Abstract

With rising mortality caused by breast cancer, it is necessary to develop early diagnostic techniques for rapid identification, prior to metastasis. Triple negative breast cancer (TNBC) makes up 10-15% of breast cancers and is characterized by its lack of estrogen, progesterone, and HER-2 receptors. This lack of receptors leads to an absence of targeted therapeutics and higher mortality rates, underscoring the need for early detection. Exosomes are extracellular vesicles found abundantly in the blood, containing biomarkers specific to the cell they originated from. If the presence of multiple exosomes of TNBC in the blood could be detected, then that would enable early detection as well as provide further insight into cancer behavior and prediction of optimal treatment options.
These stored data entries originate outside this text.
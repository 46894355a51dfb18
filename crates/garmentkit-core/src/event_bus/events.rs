//! Event type definitions for the event bus.
//!
//! Events are cloneable and serializable so they can be logged or replayed.

use serde::{Deserialize, Serialize};

use crate::data::{Side, Variant, VariantKey};

/// Root event enum for designer events
#[derive(Debug, Clone, PartialEq, Serialize, Deserialize)]
pub enum DesignerEvent {
    /// Canvas rebuild events
    Transition(TransitionEvent),
    /// Undo/redo availability changes
    History(HistoryEvent),
    /// Save, export and reset of designs
    Design(DesignEvent),
}

impl DesignerEvent {
    /// Get the category of this event
    pub fn category(&self) -> EventCategory {
        match self {
            DesignerEvent::Transition(_) => EventCategory::Transition,
            DesignerEvent::History(_) => EventCategory::History,
            DesignerEvent::Design(_) => EventCategory::Design,
        }
    }

    /// Garment type the event concerns, if any.
    pub fn garment(&self) -> Option<&str> {
        match self {
            DesignerEvent::Transition(TransitionEvent::Started { target, .. })
            | DesignerEvent::Transition(TransitionEvent::Completed { target, .. }) => {
                Some(&target.garment)
            }
            DesignerEvent::Transition(TransitionEvent::Superseded { .. }) => None,
            DesignerEvent::History(HistoryEvent::Changed { key, .. }) => Some(&key.garment),
            DesignerEvent::Design(DesignEvent::Saved { garment, .. })
            | DesignerEvent::Design(DesignEvent::Reset { garment }) => Some(garment),
            DesignerEvent::Design(DesignEvent::Exported { .. }) => None,
        }
    }

    /// Get a short description of this event for logging
    pub fn description(&self) -> String {
        match self {
            DesignerEvent::Transition(e) => e.description(),
            DesignerEvent::History(e) => e.description(),
            DesignerEvent::Design(e) => e.description(),
        }
    }
}

/// Event category for filtering
#[derive(Debug, Clone, Copy, PartialEq, Eq, Hash, Serialize, Deserialize)]
pub enum EventCategory {
    /// Variant switch events.
    Transition,
    /// History events.
    History,
    /// Design lifecycle events.
    Design,
}

impl std::fmt::Display for EventCategory {
    fn fmt(&self, f: &mut std::fmt::Formatter<'_>) -> std::fmt::Result {
        match self {
            EventCategory::Transition => write!(f, "Transition"),
            EventCategory::History => write!(f, "History"),
            EventCategory::Design => write!(f, "Design"),
        }
    }
}

/// Canvas rebuild lifecycle
#[derive(Debug, Clone, PartialEq, Serialize, Deserialize)]
pub enum TransitionEvent {
    /// A rebuild towards `target` was issued with `token`
    Started {
        /// Transition token.
        token: u64,
        /// Variant being rebuilt.
        target: Variant,
    },
    /// The rebuild holding `token` finished and owns the canvas
    Completed {
        /// Transition token.
        token: u64,
        /// Variant now shown.
        target: Variant,
        /// Whether a stored scene was restored.
        restored_content: bool,
    },
    /// The rebuild holding `token` was overtaken by a newer one
    Superseded {
        /// Transition token that lost.
        token: u64,
    },
}

impl TransitionEvent {
    fn description(&self) -> String {
        match self {
            TransitionEvent::Started { token, target } => {
                format!("transition #{} started -> {}", token, target.key())
            }
            TransitionEvent::Completed { token, target, .. } => {
                format!("transition #{} completed at {}", token, target.key())
            }
            TransitionEvent::Superseded { token } => {
                format!("transition #{} superseded", token)
            }
        }
    }
}

/// History availability for one scene
#[derive(Debug, Clone, PartialEq, Serialize, Deserialize)]
pub enum HistoryEvent {
    /// Undo/redo availability for `key` changed or was re-evaluated
    Changed {
        /// Scene the history belongs to.
        key: VariantKey,
        /// Whether undo is possible.
        can_undo: bool,
        /// Whether redo is possible.
        can_redo: bool,
    },
}

impl HistoryEvent {
    fn description(&self) -> String {
        match self {
            HistoryEvent::Changed {
                key,
                can_undo,
                can_redo,
            } => format!("history {} undo={} redo={}", key, can_undo, can_redo),
        }
    }
}

/// Design lifecycle
#[derive(Debug, Clone, PartialEq, Serialize, Deserialize)]
pub enum DesignEvent {
    /// Images were captured for the listed sides
    Saved {
        /// Garment type saved.
        garment: String,
        /// Sides that produced images.
        sides: Vec<Side>,
        /// Quoted subtotal in minor currency units, if any side had content.
        subtotal: Option<u32>,
    },
    /// An archive was exported
    Exported {
        /// Number of files in the archive.
        files: usize,
    },
    /// Both sides of a garment type were cleared
    Reset {
        /// Garment type cleared.
        garment: String,
    },
}

impl DesignEvent {
    fn description(&self) -> String {
        match self {
            DesignEvent::Saved { garment, sides, .. } => {
                format!("design saved for {} ({} sides)", garment, sides.len())
            }
            DesignEvent::Exported { files } => format!("archive exported ({} files)", files),
            DesignEvent::Reset { garment } => format!("design reset for {}", garment),
        }
    }
}
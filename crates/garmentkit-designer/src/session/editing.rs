//! Canvas edits, masks and fonts.
//!
//! Discrete actions (adding, removing, confirming a mask) commit at once.
//! Continuous gestures go through [`DesignerSession::edit`] followed by
//! [`DesignerSession::note_edit`], which commits after the quiet period.

use super::DesignerSession;
use crate::canvas::{Canvas, Content, ObjectKind, SceneObject, TextObject};
use crate::font_manager::FontSource;
use crate::renderer::{render_canvas, RenderOptions};
use garmentkit_core::{CaptureError, ImageLoadError};
use image::RgbaImage;

impl DesignerSession {
    /// Mutate the live canvas. Returns `None` without calling `f` while no
    /// variant is installed (a rebuild is in flight).
    ///
    /// Afterwards the clip is recomposed from the masks left on the canvas,
    /// so moving or deleting a mask reshapes what the artwork is clipped to.
    pub fn edit<R>(&self, f: impl FnOnce(&mut Canvas) -> R) -> Option<R> {
        if self.state.borrow().canvas_key.is_none() {
            tracing::debug!("Edit ignored while the canvas is being rebuilt");
            return None;
        }
        let result = {
            let mut canvas = self.canvas.borrow_mut();
            let result = f(&mut canvas);
            let mut clip = self.clip.borrow_mut();
            if clip.resync(&mut canvas).is_none() {
                clip.bring_border_to_front(&mut canvas);
            }
            canvas.request_render();
            result
        };
        self.state.borrow_mut().degraded = false;
        Some(result)
    }

    /// Schedule a history commit for the latest edit.
    ///
    /// Resolves once the quiet period is over. Returns `true` if this call
    /// committed; a newer edit, an explicit commit or a variant switch in
    /// the meantime makes it return `false`.
    pub async fn note_edit(&self) -> bool {
        if self.transitions.is_restoring() {
            return false;
        }
        self.state.borrow_mut().degraded = false;
        let ticket = self.debouncer.ticket();
        if !self.debouncer.settle(ticket).await {
            return false;
        }
        if self.transitions.is_restoring() {
            return false;
        }
        let Some(key) = self.canvas_variant() else {
            return false;
        };
        self.commit_canvas(&key);
        true
    }

    /// Place text at the center of the print area.
    pub fn add_text(&self, text: TextObject) -> Option<u64> {
        let id = self.edit(|canvas| {
            let (left, top) = placement(canvas);
            canvas.add_text(text, left, top)
        })?;
        self.commit_now();
        Some(id)
    }

    /// Load an image and place it at the center of the print area.
    ///
    /// Returns `Ok(None)` when the variant changed while the image loaded;
    /// the image is then not added anywhere.
    pub async fn add_image(&self, url: &str) -> Result<Option<u64>, ImageLoadError> {
        let Some(key) = self.canvas_variant() else {
            return Ok(None);
        };
        let pixels = self.assets.image(url).await?;
        if self.canvas_variant().as_ref() != Some(&key) {
            tracing::debug!("Dropping image '{}': {} is no longer on the canvas", url, key);
            return Ok(None);
        }
        let id = self.edit(|canvas| {
            let (left, top) = placement(canvas);
            canvas.add_image(url, pixels, left, top)
        });
        self.commit_now();
        Ok(id)
    }

    /// Delete an object and commit. Returns `false` if nothing was removed.
    pub fn remove_object(&self, id: u64) -> bool {
        let removed = self
            .edit(|canvas| canvas.remove(id).is_some())
            .unwrap_or(false);
        if removed {
            self.commit_now();
        }
        removed
    }

    /// Turn an image on the canvas into a clipping mask. The artwork is then
    /// clipped to both the print area and the mask's silhouette.
    pub fn confirm_mask(&self, id: u64) -> bool {
        let converted = self.edit(|canvas| {
            let object = canvas.get_mut(id)?;
            let ObjectKind::Content(Content::Image(image)) = &object.kind else {
                return None;
            };
            let mut mask = SceneObject::mask(
                image.clone(),
                object.transform.left,
                object.transform.top,
            );
            mask.transform = object.transform;
            mask.width = object.width;
            mask.height = object.height;
            mask.id = object.id;
            *object = mask;
            Some(())
        });
        if converted.flatten().is_none() {
            return false;
        }
        tracing::debug!("Object {} confirmed as mask", id);
        self.commit_now();
        true
    }

    /// Remove every mask and fall back to the print-area clip.
    pub fn clear_masks(&self) -> usize {
        let removed = self
            .edit(|canvas| canvas.remove_where(SceneObject::is_mask))
            .unwrap_or(0);
        if removed > 0 {
            self.commit_now();
        }
        removed
    }

    /// Make a font family available to text objects. Failures are logged and
    /// leave rendering on the fallback font.
    pub async fn register_font(&self, family: &str, source: FontSource) -> bool {
        let bytes = match source {
            FontSource::Bytes(bytes) => bytes,
            FontSource::Url(url) => match self.assets.loader().load_bytes(&url).await {
                Ok(bytes) => bytes,
                Err(e) => {
                    tracing::warn!("Font '{}' could not be fetched: {}", family, e);
                    return false;
                }
            },
        };
        let registered = self.fonts.borrow_mut().register_bytes(family, bytes);
        if registered {
            self.canvas.borrow_mut().request_render();
        }
        registered
    }

    /// Render the stage as the user sees it, borders included.
    pub fn render_preview(&self, scale: f32) -> Result<RgbaImage, CaptureError> {
        let options = RenderOptions {
            scale,
            ..RenderOptions::default()
        };
        render_canvas(&self.canvas.borrow(), &self.fonts.borrow(), &options)
    }
}

fn placement(canvas: &Canvas) -> (f64, f64) {
    canvas
        .active_clip()
        .map(|clip| (clip.area.left, clip.area.top))
        .unwrap_or((canvas.width() / 2.0, canvas.height() / 2.0))
}
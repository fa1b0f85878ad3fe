mod cli;
mod menu;

pub(crate) use cli::as_cli;
pub(crate) use menu::as_menu;

use anyhow::{Context, Result};
use crossterm::style::Stylize;

use crate::models::{BudgetLedger, Expense, Period};

// ── Shared console output ────────────────────────────────────

/// Description column width, matching the longest description the codec
/// can persist so rows always line up.
const DESC_COL: usize = crate::codec::DESC_MAX;
/// id (5) + gap (2) + description + gap (1) + amount (12).
const TABLE_WIDTH: usize = 5 + 2 + DESC_COL + 1 + 12;

fn expense_row(record: &Expense) -> String {
    let amount = format!("{:>12.2}", record.amount);
    let amount = if record.is_refund() {
        amount.green().to_string()
    } else {
        amount
    };
    format!(
        "{:>5}  {:<width$} {amount}",
        record.id,
        record.description,
        width = DESC_COL
    )
}

pub(crate) fn print_expense_table(period: &Period, records: &[Expense], total: f32) {
    if records.is_empty() {
        println!("No expenses recorded for {period}.");
        return;
    }
    println!("Expenses for {period}");
    println!(
        "{:>5}  {:<width$} {:>12}",
        "ID",
        "Description",
        "Amount",
        width = DESC_COL
    );
    println!("{}", "─".repeat(TABLE_WIDTH));
    for record in records {
        println!("{}", expense_row(record));
    }
    println!("{}", "─".repeat(TABLE_WIDTH));
    println!(
        "{:>5}  {:<width$} {total:>12.2}",
        "",
        "Total",
        width = DESC_COL
    );
}

/// One status line for the active ledger: red warning when over budget,
/// green remaining balance otherwise.
pub(crate) fn print_budget_status(ledger: &BudgetLedger) {
    if ledger.is_over_budget() {
        println!(
            "{}",
            format!(
                "WARNING: you have exceeded your budget for {} by {:.2}!",
                ledger.period,
                -ledger.remaining()
            )
            .red()
        );
    } else {
        println!(
            "{}",
            format!(
                "You can still spend {:.2} in {}.",
                ledger.remaining(),
                ledger.period
            )
            .green()
        );
    }
}

// ── Report writer ────────────────────────────────────────────

pub(crate) fn default_report_path(period: &Period) -> String {
    format!("report_{}_{}.txt", period.month, period.year)
}

/// Writing the report document to disk is the presentation layer's job;
/// an existing file at the path is overwritten.
pub(crate) fn write_report(path: &str, doc: &str) -> Result<()> {
    std::fs::write(path, doc).with_context(|| format!("Failed to write report: {path}"))
}
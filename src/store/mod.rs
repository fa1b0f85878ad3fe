//! Period file store: one flat binary file per (month, year) plus a single
//! ledger file, all under one data directory.
//!
//! The store is stateless between calls; every operation is a whole-file
//! read or a whole-file rewrite. The new byte sequence is always assembled
//! in memory before anything touches disk, so a file is never left
//! half-written. No locking is performed: the store assumes a single
//! process running one operation at a time, and concurrent rewrites of the
//! same period file are last-write-wins. Embedders that need concurrency
//! must add their own mutual exclusion keyed by the period's filename.

use std::fs;
use std::io;
use std::path::{Path, PathBuf};

use thiserror::Error;

use crate::codec::{self, DecodeError, BUDGET_RECORD_LEN, EXPENSE_RECORD_LEN};
use crate::models::{BudgetLedger, Expense, Period};

/// The ledger lives under a constant name; period files are derived.
const LEDGER_FILE: &str = "budget.dat";

#[derive(Debug, Error)]
pub(crate) enum StoreError {
    #[error("no expense with id {id} for {period}")]
    NotFound { period: Period, id: u32 },

    #[error("record set for {period} is full ({limit} records)")]
    Full { period: Period, limit: usize },

    #[error("budget is set for {stored}, but the current period is {current}; reset it first")]
    StaleBudget { stored: Period, current: Period },

    #[error("invalid input: {0}")]
    InvalidInput(String),

    #[error("{}: {source}", path.display())]
    Io {
        path: PathBuf,
        #[source]
        source: io::Error,
    },

    #[error("{}: malformed record at byte {offset}: {source}", path.display())]
    Corrupt {
        path: PathBuf,
        offset: u64,
        source: DecodeError,
    },
}

pub(crate) struct ExpenseStore {
    dir: PathBuf,
}

impl ExpenseStore {
    pub(crate) fn new(dir: &Path) -> Self {
        Self {
            dir: dir.to_path_buf(),
        }
    }

    /// Filename for a period's record file. Total and injective: distinct
    /// periods never collide because the canonical month name and the year
    /// both appear in the name.
    pub(crate) fn file_name(period: &Period) -> String {
        format!("expenses_{}_{}.dat", period.month, period.year)
    }

    pub(crate) fn period_path(&self, period: &Period) -> PathBuf {
        self.dir.join(Self::file_name(period))
    }

    fn ledger_path(&self) -> PathBuf {
        self.dir.join(LEDGER_FILE)
    }

    /// Load a period's full record set in file order. A missing file is an
    /// empty record set, not an error; anything undecodable fails the whole
    /// load (no partial-record recovery).
    pub(crate) fn load(&self, period: &Period) -> Result<Vec<Expense>, StoreError> {
        let path = self.period_path(period);
        let bytes = match fs::read(&path) {
            Ok(bytes) => bytes,
            Err(e) if e.kind() == io::ErrorKind::NotFound => return Ok(Vec::new()),
            Err(e) => return Err(StoreError::Io { path, source: e }),
        };
        decode_records(&bytes, &path)
    }

    /// Rewrite a period's file with the given records, in the given order.
    /// The caller keeps the sequence insertion-ordered; no sort is applied.
    pub(crate) fn save_all(&self, period: &Period, records: &[Expense]) -> Result<(), StoreError> {
        let path = self.period_path(period);
        let mut buf = Vec::with_capacity(records.len() * EXPENSE_RECORD_LEN);
        for record in records {
            buf.extend_from_slice(&codec::encode_expense(record));
        }
        fs::write(&path, buf).map_err(|e| StoreError::Io { path, source: e })
    }

    /// `None` means no budget has been configured yet.
    pub(crate) fn load_ledger(&self) -> Result<Option<BudgetLedger>, StoreError> {
        let path = self.ledger_path();
        let bytes = match fs::read(&path) {
            Ok(bytes) => bytes,
            Err(e) if e.kind() == io::ErrorKind::NotFound => return Ok(None),
            Err(e) => return Err(StoreError::Io { path, source: e }),
        };
        if bytes.len() != BUDGET_RECORD_LEN {
            return Err(StoreError::Corrupt {
                path,
                offset: 0,
                source: DecodeError::BadLength(bytes.len(), BUDGET_RECORD_LEN),
            });
        }
        codec::decode_budget(&bytes)
            .map(Some)
            .map_err(|e| StoreError::Corrupt {
                path,
                offset: 0,
                source: e,
            })
    }

    pub(crate) fn save_ledger(&self, ledger: &BudgetLedger) -> Result<(), StoreError> {
        let path = self.ledger_path();
        fs::write(&path, codec::encode_budget(ledger))
            .map_err(|e| StoreError::Io { path, source: e })
    }
}

fn decode_records(bytes: &[u8], path: &Path) -> Result<Vec<Expense>, StoreError> {
    if bytes.len() % EXPENSE_RECORD_LEN != 0 {
        let tail_start = bytes.len() - bytes.len() % EXPENSE_RECORD_LEN;
        return Err(StoreError::Corrupt {
            path: path.to_path_buf(),
            offset: tail_start as u64,
            source: DecodeError::BadLength(bytes.len() - tail_start, EXPENSE_RECORD_LEN),
        });
    }
    bytes
        .chunks(EXPENSE_RECORD_LEN)
        .enumerate()
        .map(|(i, chunk)| {
            codec::decode_expense(chunk).map_err(|e| StoreError::Corrupt {
                path: path.to_path_buf(),
                offset: (i * EXPENSE_RECORD_LEN) as u64,
                source: e,
            })
        })
        .collect()
}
In this study, we report the design of fruit-based magnetofluorescent carbon dot nanoarchitectures for the identification of exosomes associated with TNBC. Yellow, green, and blue carbon dots were prepared using orange peel, yellow melon, and cantaloupe organic material. The carbon dots were coupled with amine functionalized Fe2O3 magnetic nanoparticles (MNPs) using the EDC/NHS coupling method. The MNP-carbon dot composites were conjugated with aptamers to form magneto-fluorescent nanoarchitectures. The nanoarchitectures were then employed in mixed exosome environments, displaying good specificity to the Tenascin C, ubiquitin carboxyl terminal hydrolase L1, and Programmed Cell Death Ligand-1 exosomes with key roles in cancer biology, enabling multi-exosome detection of TNBC.